Copy each line below holding "that".
(Extracted information Opens)
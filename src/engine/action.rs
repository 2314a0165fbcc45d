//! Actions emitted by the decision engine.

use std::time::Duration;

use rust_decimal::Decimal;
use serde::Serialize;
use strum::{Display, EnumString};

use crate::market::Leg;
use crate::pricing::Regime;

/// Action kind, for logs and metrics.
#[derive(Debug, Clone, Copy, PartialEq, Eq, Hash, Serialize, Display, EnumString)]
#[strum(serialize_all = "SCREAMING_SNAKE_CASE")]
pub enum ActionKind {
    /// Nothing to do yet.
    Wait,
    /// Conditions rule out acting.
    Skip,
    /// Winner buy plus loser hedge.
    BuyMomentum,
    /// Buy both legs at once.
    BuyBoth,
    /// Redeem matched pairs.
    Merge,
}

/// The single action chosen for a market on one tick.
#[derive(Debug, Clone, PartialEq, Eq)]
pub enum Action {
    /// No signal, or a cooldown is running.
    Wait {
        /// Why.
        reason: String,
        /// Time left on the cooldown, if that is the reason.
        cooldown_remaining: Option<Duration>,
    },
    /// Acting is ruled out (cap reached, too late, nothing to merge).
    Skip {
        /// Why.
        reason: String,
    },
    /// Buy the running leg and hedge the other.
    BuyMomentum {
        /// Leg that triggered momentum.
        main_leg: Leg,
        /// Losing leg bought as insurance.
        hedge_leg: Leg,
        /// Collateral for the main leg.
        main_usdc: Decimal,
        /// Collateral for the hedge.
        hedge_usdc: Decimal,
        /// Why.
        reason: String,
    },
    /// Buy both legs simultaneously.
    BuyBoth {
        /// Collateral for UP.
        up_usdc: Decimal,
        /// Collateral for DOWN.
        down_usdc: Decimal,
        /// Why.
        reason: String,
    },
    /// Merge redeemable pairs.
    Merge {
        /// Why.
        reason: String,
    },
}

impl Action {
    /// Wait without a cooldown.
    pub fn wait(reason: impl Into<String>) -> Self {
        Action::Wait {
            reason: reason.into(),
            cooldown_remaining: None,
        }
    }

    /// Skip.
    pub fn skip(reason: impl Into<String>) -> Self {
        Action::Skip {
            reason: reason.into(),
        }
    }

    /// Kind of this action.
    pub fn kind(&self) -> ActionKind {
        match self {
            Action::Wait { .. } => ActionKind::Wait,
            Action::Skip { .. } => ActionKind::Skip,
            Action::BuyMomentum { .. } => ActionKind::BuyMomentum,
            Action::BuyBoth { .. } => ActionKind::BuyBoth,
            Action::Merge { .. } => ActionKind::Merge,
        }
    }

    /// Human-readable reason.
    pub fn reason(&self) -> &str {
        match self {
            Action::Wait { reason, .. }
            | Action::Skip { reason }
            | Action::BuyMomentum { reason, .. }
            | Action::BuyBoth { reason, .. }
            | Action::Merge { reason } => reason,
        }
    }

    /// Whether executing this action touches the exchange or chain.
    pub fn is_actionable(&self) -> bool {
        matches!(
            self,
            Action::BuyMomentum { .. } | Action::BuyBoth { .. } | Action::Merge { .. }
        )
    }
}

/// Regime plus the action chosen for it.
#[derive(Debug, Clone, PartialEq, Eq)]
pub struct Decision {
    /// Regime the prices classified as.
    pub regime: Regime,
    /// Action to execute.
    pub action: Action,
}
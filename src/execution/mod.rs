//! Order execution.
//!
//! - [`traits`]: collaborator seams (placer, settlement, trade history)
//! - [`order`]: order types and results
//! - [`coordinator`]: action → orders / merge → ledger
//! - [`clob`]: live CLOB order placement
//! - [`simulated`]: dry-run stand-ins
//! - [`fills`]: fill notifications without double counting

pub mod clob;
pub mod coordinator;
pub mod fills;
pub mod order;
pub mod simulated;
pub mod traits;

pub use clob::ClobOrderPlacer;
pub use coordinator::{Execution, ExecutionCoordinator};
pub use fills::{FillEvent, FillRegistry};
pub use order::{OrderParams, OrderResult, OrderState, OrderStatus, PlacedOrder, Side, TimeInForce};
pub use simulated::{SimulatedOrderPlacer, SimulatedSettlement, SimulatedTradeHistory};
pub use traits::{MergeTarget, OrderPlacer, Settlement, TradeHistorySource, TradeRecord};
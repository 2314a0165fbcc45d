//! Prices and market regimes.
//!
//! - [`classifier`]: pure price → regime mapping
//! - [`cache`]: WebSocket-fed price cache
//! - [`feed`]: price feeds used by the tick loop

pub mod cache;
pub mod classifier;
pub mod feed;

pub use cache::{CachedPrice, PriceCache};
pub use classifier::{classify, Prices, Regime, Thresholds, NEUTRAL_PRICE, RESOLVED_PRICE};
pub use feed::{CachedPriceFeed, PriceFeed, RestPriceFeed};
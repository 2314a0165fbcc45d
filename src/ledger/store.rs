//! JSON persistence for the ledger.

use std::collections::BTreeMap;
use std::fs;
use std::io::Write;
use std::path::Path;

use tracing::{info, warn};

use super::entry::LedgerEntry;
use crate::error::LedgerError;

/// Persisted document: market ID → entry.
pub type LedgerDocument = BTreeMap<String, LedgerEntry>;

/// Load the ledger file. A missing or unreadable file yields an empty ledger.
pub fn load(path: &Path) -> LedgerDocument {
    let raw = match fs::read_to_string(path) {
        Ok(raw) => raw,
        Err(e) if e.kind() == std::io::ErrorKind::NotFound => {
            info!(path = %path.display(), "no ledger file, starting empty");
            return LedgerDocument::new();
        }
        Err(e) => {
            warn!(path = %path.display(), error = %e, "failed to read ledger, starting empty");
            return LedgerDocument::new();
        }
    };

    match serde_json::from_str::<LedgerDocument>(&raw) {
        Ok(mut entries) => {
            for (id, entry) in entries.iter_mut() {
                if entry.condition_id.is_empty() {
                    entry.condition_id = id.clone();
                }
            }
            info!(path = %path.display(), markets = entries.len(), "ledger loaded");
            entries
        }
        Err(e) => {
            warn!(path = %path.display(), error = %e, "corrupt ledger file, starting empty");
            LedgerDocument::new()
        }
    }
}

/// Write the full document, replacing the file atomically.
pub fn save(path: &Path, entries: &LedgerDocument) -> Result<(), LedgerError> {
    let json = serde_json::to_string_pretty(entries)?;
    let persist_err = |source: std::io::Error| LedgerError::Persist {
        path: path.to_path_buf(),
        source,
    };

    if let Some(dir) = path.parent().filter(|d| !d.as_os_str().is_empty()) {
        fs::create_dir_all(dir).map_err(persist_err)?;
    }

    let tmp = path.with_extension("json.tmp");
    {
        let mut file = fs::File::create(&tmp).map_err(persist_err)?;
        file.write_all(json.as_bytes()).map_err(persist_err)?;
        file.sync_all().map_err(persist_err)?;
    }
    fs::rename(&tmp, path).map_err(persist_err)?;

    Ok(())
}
(Extracted information Closes)
Exercise solution →
        /// Time left on the cooldown, if that is the reason.
        /// Leg that triggered momentum.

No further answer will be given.